* [Aim of the task]
Where the string "values" appears in a line of the data, show that line.

———

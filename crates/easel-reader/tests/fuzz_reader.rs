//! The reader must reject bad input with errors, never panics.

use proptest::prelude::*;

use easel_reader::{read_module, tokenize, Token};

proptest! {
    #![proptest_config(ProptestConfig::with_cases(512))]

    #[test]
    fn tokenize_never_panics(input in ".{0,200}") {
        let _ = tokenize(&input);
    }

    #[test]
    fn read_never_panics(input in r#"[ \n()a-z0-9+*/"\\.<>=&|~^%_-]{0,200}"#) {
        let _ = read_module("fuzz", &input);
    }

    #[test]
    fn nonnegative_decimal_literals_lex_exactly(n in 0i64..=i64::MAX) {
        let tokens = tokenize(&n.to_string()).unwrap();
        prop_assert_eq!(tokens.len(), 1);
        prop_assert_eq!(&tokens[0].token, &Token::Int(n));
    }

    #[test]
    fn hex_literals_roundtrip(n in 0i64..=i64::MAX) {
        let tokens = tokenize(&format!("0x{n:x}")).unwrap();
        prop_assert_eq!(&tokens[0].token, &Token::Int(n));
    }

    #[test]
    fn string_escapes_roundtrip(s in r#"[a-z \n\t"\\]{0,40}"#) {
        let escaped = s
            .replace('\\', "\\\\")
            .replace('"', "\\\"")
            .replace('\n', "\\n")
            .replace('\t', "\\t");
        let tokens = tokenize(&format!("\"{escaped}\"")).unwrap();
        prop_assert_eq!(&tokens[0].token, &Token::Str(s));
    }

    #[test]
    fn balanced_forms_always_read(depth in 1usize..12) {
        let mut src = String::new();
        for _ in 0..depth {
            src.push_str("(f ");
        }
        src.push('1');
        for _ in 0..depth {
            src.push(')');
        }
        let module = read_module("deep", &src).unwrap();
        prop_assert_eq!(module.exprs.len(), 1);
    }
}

———

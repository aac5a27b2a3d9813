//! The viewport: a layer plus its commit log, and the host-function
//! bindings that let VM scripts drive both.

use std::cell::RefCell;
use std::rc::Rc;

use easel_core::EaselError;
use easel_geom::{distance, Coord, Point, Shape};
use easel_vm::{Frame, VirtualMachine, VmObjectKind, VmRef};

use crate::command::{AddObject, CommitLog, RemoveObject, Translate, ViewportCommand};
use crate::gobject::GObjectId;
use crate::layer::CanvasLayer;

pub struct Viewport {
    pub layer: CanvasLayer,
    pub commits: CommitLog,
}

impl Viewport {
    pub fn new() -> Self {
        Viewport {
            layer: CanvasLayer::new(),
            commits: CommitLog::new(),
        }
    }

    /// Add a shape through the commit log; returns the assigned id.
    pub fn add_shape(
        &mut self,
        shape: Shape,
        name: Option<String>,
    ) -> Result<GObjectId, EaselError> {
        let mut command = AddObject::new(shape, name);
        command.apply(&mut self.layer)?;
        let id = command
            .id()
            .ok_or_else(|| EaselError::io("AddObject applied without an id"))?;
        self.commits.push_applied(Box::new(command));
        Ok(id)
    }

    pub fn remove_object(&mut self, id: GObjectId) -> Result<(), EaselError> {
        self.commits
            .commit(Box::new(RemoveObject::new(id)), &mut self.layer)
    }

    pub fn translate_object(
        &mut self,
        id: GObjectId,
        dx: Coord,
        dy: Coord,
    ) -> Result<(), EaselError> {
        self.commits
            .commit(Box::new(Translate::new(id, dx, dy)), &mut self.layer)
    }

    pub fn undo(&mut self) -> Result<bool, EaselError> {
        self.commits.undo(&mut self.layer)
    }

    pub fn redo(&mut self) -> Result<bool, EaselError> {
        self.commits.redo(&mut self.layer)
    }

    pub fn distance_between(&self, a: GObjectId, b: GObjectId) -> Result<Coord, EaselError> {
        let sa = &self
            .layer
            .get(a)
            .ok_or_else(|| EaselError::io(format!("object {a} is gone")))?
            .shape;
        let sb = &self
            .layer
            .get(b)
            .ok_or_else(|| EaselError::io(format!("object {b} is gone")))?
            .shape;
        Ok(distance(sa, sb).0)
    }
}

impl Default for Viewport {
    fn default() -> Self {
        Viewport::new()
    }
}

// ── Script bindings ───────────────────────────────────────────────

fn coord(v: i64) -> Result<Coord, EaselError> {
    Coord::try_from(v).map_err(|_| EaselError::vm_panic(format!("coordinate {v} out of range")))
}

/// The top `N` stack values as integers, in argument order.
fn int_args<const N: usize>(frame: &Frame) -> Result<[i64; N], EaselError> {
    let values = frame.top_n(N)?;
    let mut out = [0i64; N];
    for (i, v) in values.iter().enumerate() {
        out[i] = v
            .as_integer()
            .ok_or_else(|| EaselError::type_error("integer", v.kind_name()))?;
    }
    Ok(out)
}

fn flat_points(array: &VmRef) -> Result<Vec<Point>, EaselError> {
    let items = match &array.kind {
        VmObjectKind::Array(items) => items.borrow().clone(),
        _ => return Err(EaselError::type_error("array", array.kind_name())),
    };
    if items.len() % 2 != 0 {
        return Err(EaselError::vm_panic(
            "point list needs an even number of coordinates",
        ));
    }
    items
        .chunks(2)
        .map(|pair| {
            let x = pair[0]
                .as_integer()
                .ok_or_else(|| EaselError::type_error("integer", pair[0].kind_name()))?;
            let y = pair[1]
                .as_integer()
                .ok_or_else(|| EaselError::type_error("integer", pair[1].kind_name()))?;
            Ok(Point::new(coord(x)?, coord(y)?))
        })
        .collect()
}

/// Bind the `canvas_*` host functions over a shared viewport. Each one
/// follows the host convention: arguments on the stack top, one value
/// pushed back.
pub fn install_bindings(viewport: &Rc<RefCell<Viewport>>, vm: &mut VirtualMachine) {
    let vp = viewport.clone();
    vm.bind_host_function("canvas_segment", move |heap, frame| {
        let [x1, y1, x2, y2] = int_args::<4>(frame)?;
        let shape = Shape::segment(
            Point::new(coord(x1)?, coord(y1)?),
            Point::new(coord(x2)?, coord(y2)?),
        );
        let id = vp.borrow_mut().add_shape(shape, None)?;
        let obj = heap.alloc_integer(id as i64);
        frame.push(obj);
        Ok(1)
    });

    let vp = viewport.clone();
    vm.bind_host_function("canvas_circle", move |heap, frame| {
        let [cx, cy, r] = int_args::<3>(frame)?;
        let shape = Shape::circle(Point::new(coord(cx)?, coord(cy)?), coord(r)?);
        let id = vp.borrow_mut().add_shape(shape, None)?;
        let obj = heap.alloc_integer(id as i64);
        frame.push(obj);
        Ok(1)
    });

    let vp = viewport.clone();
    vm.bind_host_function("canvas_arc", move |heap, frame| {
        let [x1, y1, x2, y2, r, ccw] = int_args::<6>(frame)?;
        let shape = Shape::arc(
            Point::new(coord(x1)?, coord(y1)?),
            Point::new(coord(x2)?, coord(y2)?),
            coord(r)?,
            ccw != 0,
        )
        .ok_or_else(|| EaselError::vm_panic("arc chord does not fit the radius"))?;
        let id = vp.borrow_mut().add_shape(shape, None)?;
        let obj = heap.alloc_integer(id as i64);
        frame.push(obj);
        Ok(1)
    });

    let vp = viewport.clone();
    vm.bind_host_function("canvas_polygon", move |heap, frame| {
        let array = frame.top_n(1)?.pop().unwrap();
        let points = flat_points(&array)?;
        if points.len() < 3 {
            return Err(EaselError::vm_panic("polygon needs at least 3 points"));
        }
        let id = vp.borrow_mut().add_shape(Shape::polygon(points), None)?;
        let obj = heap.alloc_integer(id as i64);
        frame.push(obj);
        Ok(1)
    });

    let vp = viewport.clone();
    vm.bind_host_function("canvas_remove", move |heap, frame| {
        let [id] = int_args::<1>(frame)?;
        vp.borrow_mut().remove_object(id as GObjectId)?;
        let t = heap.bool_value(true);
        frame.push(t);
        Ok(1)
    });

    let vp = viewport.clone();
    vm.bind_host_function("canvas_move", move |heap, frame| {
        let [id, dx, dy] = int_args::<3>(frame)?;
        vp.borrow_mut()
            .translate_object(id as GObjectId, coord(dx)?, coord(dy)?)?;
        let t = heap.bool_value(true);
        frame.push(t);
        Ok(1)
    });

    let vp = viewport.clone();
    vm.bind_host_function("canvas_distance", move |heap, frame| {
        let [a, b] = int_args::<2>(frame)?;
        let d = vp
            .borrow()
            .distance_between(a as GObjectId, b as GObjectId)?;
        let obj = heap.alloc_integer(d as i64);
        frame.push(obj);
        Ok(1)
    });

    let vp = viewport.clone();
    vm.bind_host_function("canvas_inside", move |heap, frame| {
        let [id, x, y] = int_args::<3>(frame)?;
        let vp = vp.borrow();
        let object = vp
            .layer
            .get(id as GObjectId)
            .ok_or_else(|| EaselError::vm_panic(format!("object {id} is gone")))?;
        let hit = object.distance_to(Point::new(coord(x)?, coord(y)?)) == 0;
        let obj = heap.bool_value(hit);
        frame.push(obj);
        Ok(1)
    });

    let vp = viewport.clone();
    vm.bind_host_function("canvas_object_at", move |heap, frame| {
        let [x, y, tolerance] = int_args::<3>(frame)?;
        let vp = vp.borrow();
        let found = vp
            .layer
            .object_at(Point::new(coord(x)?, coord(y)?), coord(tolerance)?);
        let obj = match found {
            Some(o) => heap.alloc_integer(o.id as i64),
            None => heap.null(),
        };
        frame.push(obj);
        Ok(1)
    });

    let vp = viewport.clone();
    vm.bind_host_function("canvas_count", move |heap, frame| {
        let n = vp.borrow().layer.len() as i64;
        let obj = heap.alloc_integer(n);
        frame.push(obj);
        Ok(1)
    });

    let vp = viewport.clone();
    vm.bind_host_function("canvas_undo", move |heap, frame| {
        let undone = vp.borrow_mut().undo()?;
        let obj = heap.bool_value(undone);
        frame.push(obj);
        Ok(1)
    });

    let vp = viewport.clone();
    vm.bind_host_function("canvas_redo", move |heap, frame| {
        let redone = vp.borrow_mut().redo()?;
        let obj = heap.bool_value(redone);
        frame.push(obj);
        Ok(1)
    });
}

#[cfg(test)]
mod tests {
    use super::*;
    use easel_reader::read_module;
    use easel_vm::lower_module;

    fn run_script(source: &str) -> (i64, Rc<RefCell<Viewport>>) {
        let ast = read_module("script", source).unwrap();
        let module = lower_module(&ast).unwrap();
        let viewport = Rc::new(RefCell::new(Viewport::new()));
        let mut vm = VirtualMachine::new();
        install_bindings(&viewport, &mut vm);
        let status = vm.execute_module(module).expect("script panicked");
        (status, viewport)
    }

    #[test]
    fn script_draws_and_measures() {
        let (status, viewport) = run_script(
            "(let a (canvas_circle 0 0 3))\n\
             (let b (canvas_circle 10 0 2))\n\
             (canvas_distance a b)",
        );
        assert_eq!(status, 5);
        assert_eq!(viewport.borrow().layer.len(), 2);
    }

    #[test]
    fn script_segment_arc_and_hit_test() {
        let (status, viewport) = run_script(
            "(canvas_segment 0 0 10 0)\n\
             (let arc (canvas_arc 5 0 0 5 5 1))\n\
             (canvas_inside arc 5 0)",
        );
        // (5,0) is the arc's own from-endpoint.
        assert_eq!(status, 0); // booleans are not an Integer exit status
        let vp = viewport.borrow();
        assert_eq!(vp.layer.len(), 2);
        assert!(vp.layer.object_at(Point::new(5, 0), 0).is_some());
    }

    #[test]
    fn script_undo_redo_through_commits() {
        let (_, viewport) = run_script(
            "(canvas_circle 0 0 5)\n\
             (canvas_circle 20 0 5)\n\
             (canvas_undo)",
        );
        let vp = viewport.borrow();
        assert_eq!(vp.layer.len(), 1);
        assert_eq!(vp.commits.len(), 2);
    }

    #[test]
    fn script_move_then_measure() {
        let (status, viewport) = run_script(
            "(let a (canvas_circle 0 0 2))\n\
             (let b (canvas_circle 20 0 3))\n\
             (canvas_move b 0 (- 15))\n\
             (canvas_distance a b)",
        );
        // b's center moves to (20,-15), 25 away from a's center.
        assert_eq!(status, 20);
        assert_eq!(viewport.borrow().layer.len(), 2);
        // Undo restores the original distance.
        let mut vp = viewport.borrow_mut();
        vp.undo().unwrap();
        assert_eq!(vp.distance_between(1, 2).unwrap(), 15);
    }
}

———

* [Solved problem]
/// The top `N` stack values as integers, in argument order.
    let values = frame.top_n(N)?;
    for (i, v) in values.iter().enumerate() {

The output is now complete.